HIPPA stands for Health Insurance Portability Accountability Act. It was founded in 1956 Department of Health and Human Services. It Started to protect our most valuable information, which is our health. We are speaking about any business that has any relationship to health care such as dentists, pharmacists, clinics, therapists, and much more. There are two specific types of information that HIPPA is involved with, which are PHI and PII.
PHI stands for Personal Health Information, which consists of cholesterol levels, diabetes, and much more.
PII stands for Personal Identifiable Information. This information consists of your social, your address, date of birth, mother's maiden name, and much more.

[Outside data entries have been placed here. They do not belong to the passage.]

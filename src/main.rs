fn main() {
    if let Err(error) = triage_assist::run() {
        eprintln!("triage-assist error: {error}");
        std::process::exit(1);
    }
}
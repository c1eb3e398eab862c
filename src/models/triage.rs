use serde::{Deserialize, Serialize};

use super::enums::Severity;

/// One candidate condition in a differential diagnosis.
#[derive(Debug, Clone, PartialEq, Serialize, Deserialize)]
pub struct DifferentialItem {
    pub condition: String,
    /// Clamped to [0.0, 1.0] by the normalizer.
    pub confidence: f64,
    pub evidence: String,
}

impl DifferentialItem {
    pub fn new(condition: &str, confidence: f64, evidence: &str) -> Self {
        Self {
            condition: condition.to_string(),
            confidence,
            evidence: evidence.to_string(),
        }
    }
}

/// A matched red-flag keyword with its static explanation.
#[derive(Debug, Clone, PartialEq, Eq, Serialize, Deserialize)]
pub struct RedFlag {
    pub term: String,
    pub note: String,
}

/// Outcome of triaging one parsed input.
///
/// Always recomputable from the parsed input and the model response; only
/// ever persisted inside its session.
#[derive(Debug, Clone, PartialEq, Serialize, Deserialize)]
pub struct TriageResult {
    /// Confidence-descending; never empty.
    pub differential: Vec<DifferentialItem>,
    pub severity: Severity,
    pub red_flags: Vec<RedFlag>,
    /// Set when the differential came from a canned payload rather than the
    /// model (carries the note or error that caused it).
    #[serde(default, skip_serializing_if = "Option::is_none")]
    pub fallback: Option<String>,
}
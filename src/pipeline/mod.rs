pub mod intake;
pub mod safety;
pub mod model;
pub mod triage;
pub mod referral;
pub mod followup;
pub mod orchestrator;

pub use orchestrator::{Pipeline, PipelineError};
pub mod red_flags;

pub use red_flags::*;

These documents need to be in a separate file. This way, it is harder to see what information goes to who, this is a need to know to gain access with some security. This is how the industry protects people's data from hackers or someone who wants to use it in a negative way.
To gain access to EMR (Electrical Medical Records), your company must be HIPPA Compliant. If your business uses a cloud service that holds the medical records you can have a contract that provides you with how they hold the information. This is called BBA which stands for Business Associates Agreement.
How is that information Encrypted?
Data at rest: Data sitting on a server or network storage area, on a physical hardware piece or virtual machine. This information must be encrypted while sitting there.
Data in motion: Data that crosses a network. This is very important that it is encrypted, especially if you are going on some public network.
Both must be secured; it can not be a clear text but encrypted. Use the 12 steps of PCI that we talked about before when it comes to becoming HIPPA Compliant.
Making sure that the information is encrypted because it is susceptible to information. Having a patient's information stolen could cause huge fines.
Why is HIPPA so important?
Health care professionals handle sensitive information, and following the HIPPA regulations is very important. Having a patient's information stolen could
kill the trust of that provider. A first-time offense could cost you 50,000$, which could make a small company go out of business.
The truth is being hacked is very possible for any business. So it is important that we all take the necessary steps to make sure our businesses are protected.